La mémoire Flash peut stocker plus de données dans une empreinte plus petite que la SRAM, mais il faut un fort apport d’énergie pour écrire dans la mémoire. Avec TSMC, le groupe a conçu un nouveau réseau de mémoire qui utilise une pompe de charge plus efficace pour le processus d’écriture. Les matrices de mémoire sont un peu moins denses que les produits commerciaux de TSMC, par exemple, mais encore beaucoup mieux que la SRAM. «Nous avons été en mesure d’obtenir des gains énormes avec de petits compromis,» assure Dennis Sylvester.
Un autre micromote présenté à l’ISSCC intègre un processeur d’apprentissage profond qui peut exploiter un réseau de neurones tout en utilisant seulement 288 microwatts. Les réseaux neuronaux sont des algorithmes d’intelligence artificielle qui se comportent bien pour des tâches telles que la reconnaissance du visage et vocale.

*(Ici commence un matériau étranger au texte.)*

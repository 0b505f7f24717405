//! Heartbeat deadlines for the coordination core's inputs.
//!
//! The liveness task beats `"actuator_link"` whenever the unit acknowledges
//! anything, and the frame intake beats `"detections"` for every frame.
//! [`Watchdog::poll`] turns missed deadlines into edge-triggered
//! [`HealthChange`]s so callers report a loss once, not on every tick.
//!
//! Time comes from the tokio clock so a paused test runtime controls it.

use std::collections::BTreeMap;
use std::time::Duration;

use tokio::time::Instant;

#[derive(Debug, Clone, Copy, PartialEq, Eq)]
pub enum ComponentHealth {
    Healthy,
    TimedOut,
}

/// A component crossed its deadline in one direction since the last poll.
#[derive(Debug, Clone, PartialEq, Eq)]
pub enum HealthChange {
    Lost(String),
    Restored(String),
}

struct Deadline {
    last_beat: Instant,
    allowance: Duration,
    /// Health as of the previous [`Watchdog::poll`].
    reported: ComponentHealth,
}

impl Deadline {
    fn current(&self) -> ComponentHealth {
        if self.last_beat.elapsed() <= self.allowance {
            ComponentHealth::Healthy
        } else {
            ComponentHealth::TimedOut
        }
    }
}

/// ```
/// # #[tokio::main(flavor = "current_thread")]
/// # async fn main() {
/// use std::time::Duration;
/// use agribot_kernel::watchdog::{ComponentHealth, Watchdog};
///
/// let mut wd = Watchdog::new();
/// wd.register("actuator_link", Duration::from_secs(3));
/// wd.heartbeat("actuator_link");
/// assert_eq!(wd.health("actuator_link"), ComponentHealth::Healthy);
/// assert!(wd.poll().is_empty());
/// # }
/// ```
#[derive(Default)]
pub struct Watchdog {
    deadlines: BTreeMap<String, Deadline>,
}

impl Watchdog {
    pub fn new() -> Self {
        Self::default()
    }

    /// Start watching `component`, or restart it with a new allowance.
    /// It counts as having just beaten.
    pub fn register(&mut self, component: &str, allowance: Duration) {
        let reported = self
            .deadlines
            .get(component)
            .map_or(ComponentHealth::Healthy, |d| d.reported);
        self.deadlines.insert(
            component.to_string(),
            Deadline {
                last_beat: Instant::now(),
                allowance,
                reported,
            },
        );
    }

    /// Ignored for components that were never registered.
    pub fn heartbeat(&mut self, component: &str) {
        if let Some(deadline) = self.deadlines.get_mut(component) {
            deadline.last_beat = Instant::now();
        }
    }

    /// Unregistered components are [`ComponentHealth::TimedOut`].
    pub fn health(&self, component: &str) -> ComponentHealth {
        self.deadlines
            .get(component)
            .map_or(ComponentHealth::TimedOut, Deadline::current)
    }

    pub fn silence(&self, component: &str) -> Option<Duration> {
        self.deadlines.get(component).map(|d| d.last_beat.elapsed())
    }

    /// Components currently past their deadline, in name order.
    pub fn frozen(&self) -> Vec<String> {
        self.deadlines
            .iter()
            .filter(|(_, d)| d.current() == ComponentHealth::TimedOut)
            .map(|(name, _)| name.clone())
            .collect()
    }

    /// Health transitions since the previous call, in name order.
    pub fn poll(&mut self) -> Vec<HealthChange> {
        let mut changes = Vec::new();
        for (name, deadline) in &mut self.deadlines {
            let now = deadline.current();
            if now == deadline.reported {
                continue;
            }
            deadline.reported = now;
            changes.push(match now {
                ComponentHealth::TimedOut => HealthChange::Lost(name.clone()),
                ComponentHealth::Healthy => HealthChange::Restored(name.clone()),
            });
        }
        changes
    }
}

#[cfg(test)]
mod tests {
    use super::*;
    use tokio::time::advance;

    #[tokio::test(start_paused = true)]
    async fn beat_within_allowance_keeps_component_healthy() {
        let mut wd = Watchdog::new();
        wd.register("actuator_link", Duration::from_millis(20));
        assert_eq!(wd.health("actuator_link"), ComponentHealth::Healthy);

        advance(Duration::from_millis(10)).await;
        wd.heartbeat("actuator_link");
        advance(Duration::from_millis(15)).await;
        assert_eq!(wd.health("actuator_link"), ComponentHealth::Healthy);
        assert!(wd.poll().is_empty());
    }

    #[tokio::test(start_paused = true)]
    async fn silence_past_allowance_freezes_component() {
        let mut wd = Watchdog::new();
        wd.register("detections", Duration::from_millis(20));
        wd.register("actuator_link", Duration::from_secs(60));
        advance(Duration::from_millis(30)).await;

        assert_eq!(wd.health("detections"), ComponentHealth::TimedOut);
        assert_eq!(wd.frozen(), vec!["detections".to_string()]);
        assert!(wd.silence("detections").unwrap() >= Duration::from_millis(30));
    }

    #[tokio::test(start_paused = true)]
    async fn poll_reports_each_edge_once() {
        let mut wd = Watchdog::new();
        wd.register("actuator_link", Duration::from_millis(20));

        advance(Duration::from_millis(30)).await;
        assert_eq!(wd.poll(), vec![HealthChange::Lost("actuator_link".into())]);
        advance(Duration::from_millis(30)).await;
        assert!(wd.poll().is_empty(), "loss must not repeat");

        wd.heartbeat("actuator_link");
        assert_eq!(wd.poll(), vec![HealthChange::Restored("actuator_link".into())]);
        assert!(wd.poll().is_empty());
    }

    #[tokio::test(start_paused = true)]
    async fn reregistering_restarts_the_deadline() {
        let mut wd = Watchdog::new();
        wd.register("detections", Duration::from_millis(20));
        advance(Duration::from_millis(30)).await;
        assert_eq!(wd.poll(), vec![HealthChange::Lost("detections".into())]);

        wd.register("detections", Duration::from_secs(60));
        assert_eq!(wd.health("detections"), ComponentHealth::Healthy);
        assert_eq!(wd.poll(), vec![HealthChange::Restored("detections".into())]);
    }

    #[test]
    fn unknown_component_is_timed_out() {
        let mut wd = Watchdog::new();
        wd.heartbeat("ghost");
        assert_eq!(wd.health("ghost"), ComponentHealth::TimedOut);
        assert!(wd.silence("ghost").is_none());
        assert!(wd.poll().is_empty());
    }
}
//! In-process simulation of the actuator unit for tests and headless runs.
//!
//! [`SimAxis`] is a one-dimensional kinematic model: motors bound to it set
//! its velocity, and its position is integrated lazily on the tokio clock, so
//! tests running with a paused clock see exact, deterministic travel.
//! [`SimUnit`] wires axes, a pump relay and three range sensors into a full
//! [`ActuatorUnit`] and can serve it over an in-memory duplex stream.
//!
//! # Example
//!
//! ```rust,no_run
//! # async fn demo() {
//! use agribot_hal::sim::SimUnit;
//!
//! let (stream, probe) = SimUnit::new().spawn();
//! // hand `stream` to the protocol client, inspect `probe` in assertions
//! # drop((stream, probe));
//! # }
//! ```

use std::collections::VecDeque;
use std::sync::atomic::{AtomicBool, Ordering};
use std::sync::{Arc, Mutex, MutexGuard, PoisonError};

use agribot_types::{AgriError, ProximityReadings};
use tokio::io::{BufReader, DuplexStream};
use tokio::time::Instant;
use tracing::warn;

use crate::actuator::{Actuator, Direction};
use crate::camera::{Camera, CameraFrame};
use crate::drive::DifferentialDrive;
use crate::encoder::{Encoder, cm_to_pulses};
use crate::position::PositionController;
use crate::range::{ProximityArray, RangeSensor};
use crate::relay::Relay;
use crate::unit::{ActuatorUnit, UnitConfig};

// ────────────────────────────────────────────────────────────────────────────
// Kinematic axis
// ────────────────────────────────────────────────────────────────────────────

struct AxisModel {
    position_cm: f32,
    velocity_cm_s: f32,
    min_cm: f32,
    max_cm: f32,
    stalled: bool,
    updated: Instant,
}

impl AxisModel {
    fn advance(&mut self) {
        let now = Instant::now();
        let dt = now.duration_since(self.updated).as_secs_f32();
        if !self.stalled {
            self.position_cm =
                (self.position_cm + self.velocity_cm_s * dt).clamp(self.min_cm, self.max_cm);
        }
        self.updated = now;
    }
}

/// A shared simulated axis.  Clones observe the same axis.
#[derive(Clone)]
pub struct SimAxis {
    inner: Arc<Mutex<AxisModel>>,
}

impl SimAxis {
    /// An axis confined to `[min_cm, max_cm]`, starting at `min_cm`.
    pub fn bounded(min_cm: f32, max_cm: f32) -> Self {
        Self {
            inner: Arc::new(Mutex::new(AxisModel {
                position_cm: min_cm,
                velocity_cm_s: 0.0,
                min_cm,
                max_cm,
                stalled: false,
                updated: Instant::now(),
            })),
        }
    }

    /// An axis with no end stops, e.g. a wheel.
    pub fn unbounded() -> Self {
        Self::bounded(f32::MIN, f32::MAX).at(0.0)
    }

    fn at(self, position_cm: f32) -> Self {
        self.lock().position_cm = position_cm;
        self
    }

    fn lock(&self) -> MutexGuard<'_, AxisModel> {
        self.inner.lock().unwrap_or_else(PoisonError::into_inner)
    }

    pub fn position_cm(&self) -> f32 {
        let mut model = self.lock();
        model.advance();
        model.position_cm
    }

    /// Currently commanded velocity; `0.0` when the motor is stopped.
    pub fn velocity(&self) -> f32 {
        self.lock().velocity_cm_s
    }

    /// A stalled axis keeps its position no matter what the motor does.
    pub fn set_stalled(&self, stalled: bool) {
        let mut model = self.lock();
        model.advance();
        model.stalled = stalled;
    }

    fn set_velocity(&self, velocity_cm_s: f32) {
        let mut model = self.lock();
        model.advance();
        model.velocity_cm_s = velocity_cm_s;
    }

    /// A motor that drives this axis at `speed_cm_s`.
    pub fn motor(&self, id: impl Into<String>, speed_cm_s: f32) -> Box<SimMotor> {
        Box::new(SimMotor {
            id: id.into(),
            axis: self.clone(),
            speed_cm_s,
            direction: Direction::Stopped,
        })
    }

    /// An encoder reading this axis.
    pub fn encoder(&self, id: impl Into<String>, pulses_per_cm: f32) -> Box<SimEncoder> {
        Box::new(SimEncoder {
            id: id.into(),
            axis: self.clone(),
            pulses_per_cm,
            zero_cm: self.position_cm(),
        })
    }
}

// ────────────────────────────────────────────────────────────────────────────
// Stub devices
// ────────────────────────────────────────────────────────────────────────────

pub struct SimMotor {
    id: String,
    axis: SimAxis,
    speed_cm_s: f32,
    direction: Direction,
}

impl Actuator for SimMotor {
    fn id(&self) -> &str {
        &self.id
    }

    fn drive(&mut self, direction: Direction) -> Result<(), AgriError> {
        self.axis.set_velocity(direction.sign() * self.speed_cm_s);
        self.direction = direction;
        Ok(())
    }

    fn direction(&self) -> Direction {
        self.direction
    }
}

pub struct SimEncoder {
    id: String,
    axis: SimAxis,
    pulses_per_cm: f32,
    zero_cm: f32,
}

impl Encoder for SimEncoder {
    fn id(&self) -> &str {
        &self.id
    }

    fn pulses(&self) -> Result<i64, AgriError> {
        Ok(cm_to_pulses(
            self.axis.position_cm() - self.zero_cm,
            self.pulses_per_cm,
        ))
    }

    fn reset(&mut self) -> Result<(), AgriError> {
        self.zero_cm = self.axis.position_cm();
        Ok(())
    }
}

/// A simulated relay.  Clones share state, so a test can keep one to
/// observe the relay after handing the other to the unit.
#[derive(Clone)]
pub struct SimRelay {
    id: String,
    state: Arc<AtomicBool>,
}

impl SimRelay {
    pub fn new(id: impl Into<String>) -> Box<Self> {
        Box::new(Self {
            id: id.into(),
            state: Arc::new(AtomicBool::new(false)),
        })
    }
}

impl Relay for SimRelay {
    fn id(&self) -> &str {
        &self.id
    }

    fn set_state(&mut self, active: bool) -> Result<(), AgriError> {
        self.state.store(active, Ordering::SeqCst);
        Ok(())
    }

    fn state(&self) -> bool {
        self.state.load(Ordering::SeqCst)
    }
}

/// A range sensor whose distance is set by the test.
#[derive(Clone)]
pub struct SimRangeSensor {
    id: String,
    distance_cm: Arc<Mutex<f32>>,
}

impl SimRangeSensor {
    pub fn new(id: impl Into<String>, distance_cm: f32) -> Box<Self> {
        Box::new(Self {
            id: id.into(),
            distance_cm: Arc::new(Mutex::new(distance_cm)),
        })
    }

    pub fn set(&self, distance_cm: f32) {
        *self
            .distance_cm
            .lock()
            .unwrap_or_else(PoisonError::into_inner) = distance_cm;
    }
}

impl RangeSensor for SimRangeSensor {
    fn id(&self) -> &str {
        &self.id
    }

    fn distance_cm(&mut self) -> Result<f32, AgriError> {
        Ok(*self
            .distance_cm
            .lock()
            .unwrap_or_else(PoisonError::into_inner))
    }
}

/// A camera that plays back queued frames, then blank 4×4 frames.
pub struct SimCamera {
    id: String,
    frames: VecDeque<CameraFrame>,
}

impl SimCamera {
    pub fn new(id: impl Into<String>) -> Box<Self> {
        Box::new(Self {
            id: id.into(),
            frames: VecDeque::new(),
        })
    }

    /// Queue a frame to be returned by the next capture.
    pub fn with_frame(mut self: Box<Self>, frame: CameraFrame) -> Box<Self> {
        self.frames.push_back(frame);
        self
    }
}

impl Camera for SimCamera {
    fn id(&self) -> &str {
        &self.id
    }

    fn capture(&mut self) -> Result<CameraFrame, AgriError> {
        Ok(self
            .frames
            .pop_front()
            .unwrap_or_else(|| CameraFrame::filled(4, 4, [0, 0, 0])))
    }
}

// ────────────────────────────────────────────────────────────────────────────
// SimUnit builder
// ────────────────────────────────────────────────────────────────────────────

/// Handles onto the simulated hardware behind a [`SimUnit`].
#[derive(Clone)]
pub struct SimProbe {
    pub arm: SimAxis,
    pub lift: SimAxis,
    pub left_wheel: SimAxis,
    pub right_wheel: SimAxis,
    pub pump: SimRelay,
    pub front: SimRangeSensor,
    pub left: SimRangeSensor,
    pub right: SimRangeSensor,
}

impl SimProbe {
    pub fn set_readings(&self, readings: ProximityReadings) {
        self.front.set(readings.front_cm);
        self.left.set(readings.left_cm);
        self.right.set(readings.right_cm);
    }

    /// Signed distance travelled by the base: the mean of both wheels.
    pub fn odometer_cm(&self) -> f32 {
        (self.left_wheel.position_cm() + self.right_wheel.position_cm()) / 2.0
    }
}

/// Builder for a fully simulated [`ActuatorUnit`].
pub struct SimUnit {
    config: UnitConfig,
    readings: ProximityReadings,
    wheel_speed_cm_s: f32,
    lift_speed_cm_s: f32,
}

impl Default for SimUnit {
    fn default() -> Self {
        Self {
            config: UnitConfig::default(),
            readings: ProximityReadings::new(200.0, 200.0, 200.0),
            wheel_speed_cm_s: 10.0,
            lift_speed_cm_s: 10.0,
        }
    }
}

impl SimUnit {
    pub fn new() -> Self {
        Self::default()
    }

    pub fn with_config(mut self, config: UnitConfig) -> Self {
        self.config = config;
        self
    }

    pub fn with_readings(mut self, readings: ProximityReadings) -> Self {
        self.readings = readings;
        self
    }

    pub fn with_wheel_speed(mut self, cm_s: f32) -> Self {
        self.wheel_speed_cm_s = cm_s;
        self
    }

    /// Consume the builder and return the unit plus probes onto its devices.
    pub fn build(self) -> (ActuatorUnit, SimProbe) {
        let arm = SimAxis::bounded(0.0, self.config.arm.travel_limit_cm);
        let lift_range = self.lift_speed_cm_s * self.config.lift_travel.as_secs_f32();
        let lift = SimAxis::bounded(0.0, lift_range);
        let left_wheel = SimAxis::unbounded();
        let right_wheel = SimAxis::unbounded();

        let pump = SimRelay::new("pump");
        let front = SimRangeSensor::new("us_front", self.readings.front_cm);
        let left = SimRangeSensor::new("us_left", self.readings.left_cm);
        let right = SimRangeSensor::new("us_right", self.readings.right_cm);

        let probe = SimProbe {
            arm: arm.clone(),
            lift: lift.clone(),
            left_wheel: left_wheel.clone(),
            right_wheel: right_wheel.clone(),
            pump: pump.as_ref().clone(),
            front: front.as_ref().clone(),
            left: left.as_ref().clone(),
            right: right.as_ref().clone(),
        };

        let controller = PositionController::new(
            arm.motor("arm_z", self.config.arm.speed_cm_s),
            arm.encoder("arm_z_enc", self.config.arm.pulses_per_cm),
            self.config.arm.clone(),
        );
        let base = DifferentialDrive::new(
            left_wheel.motor("left_wheel", self.wheel_speed_cm_s),
            right_wheel.motor("right_wheel", self.wheel_speed_cm_s),
        );
        let unit = ActuatorUnit::new(
            controller,
            lift.motor("lift_y", self.lift_speed_cm_s),
            pump,
            base,
            ProximityArray::new(front, left, right),
            self.config,
        );
        (unit, probe)
    }

    /// Build the unit and serve it on a background task.  The returned
    /// stream is the core's end of the link.
    pub fn spawn(self) -> (DuplexStream, SimProbe) {
        let (unit, probe) = self.build();
        let (core_end, unit_end) = tokio::io::duplex(4096);
        let (read, write) = tokio::io::split(unit_end);
        tokio::spawn(async move {
            if let Err(e) = unit.serve(BufReader::new(read), write).await {
                warn!(error = %e, "simulated actuator unit stopped");
            }
        });
        (core_end, probe)
    }
}

// ────────────────────────────────────────────────────────────────────────────
// Tests
// ────────────────────────────────────────────────────────────────────────────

Ils exigent généralement de grandes banques de mémoire et une puissance de traitement intense, et ils sont généralement gérés sur des serveurs souvent alimentés par des GPU avancés.
Certains chercheurs ont essayé de diminuer la taille et les exigences de puissance de l’apprentissage profond avec le matériel dédié spécialement conçu pour exécuter ces algorithmes. Mais même ces processeurs utilisent encore plus de 50 milliwatts de puissance – beaucoup trop pour un micromote. Le groupe de l’Université du Michigan a réduit les besoins de puissance en redessinant l’architecture de la puce, par exemple en situant quatre éléments de traitement dans la mémoire (dans ce cas, SRAM) pour minimiser le mouvement des données.
L’idée est d’amener les réseaux de neurones vers l’Internet des objets. «Beaucoup de caméras de détection de mouvement prennent des photos de branches bougeant dans le vent – ce n’est pas très utile», explique David Blaauw. Les caméras de sécurité et autres appareils connectés ne sont pas assez intelligents pour faire la différence entre un cambrioleur et un arbre, donc ils gaspillent de l’énergie en envoyant des images inintéressantes dans le Cloud pour analyse.
Les processeurs intégrés d’apprentissage profond pourraient prendre de meilleures décisions, mais seulement s’ils n’utilisent pas trop de puissance. Le groupe de l’Université du Michigan imagine que les processeurs d’apprentissage profond pourraient être intégrés dans beaucoup d’autres objets connectés à Internet en plus du système de sécurité. Par exemple, un système de CVC pourrait décider de réduire la climatisation s’il voit plusieurs personnes mettre leurs manteaux.
Après avoir démontré de nombreuses variations sur ces micromotes dans ce milieu universitaire, le groupe du Michigan espère qu’ils seront prêts pour le marché dans quelques années. David Blaauw et Dennis Sylvester affirment que leur startup, CubeWorks, est actuellement en train de prototyper des périphériques et rechercher des marchés. En Octobre dernier, Intel Capital a annoncé qu’ils avaient investi un montant non divulgué dans la petite entreprise informatique.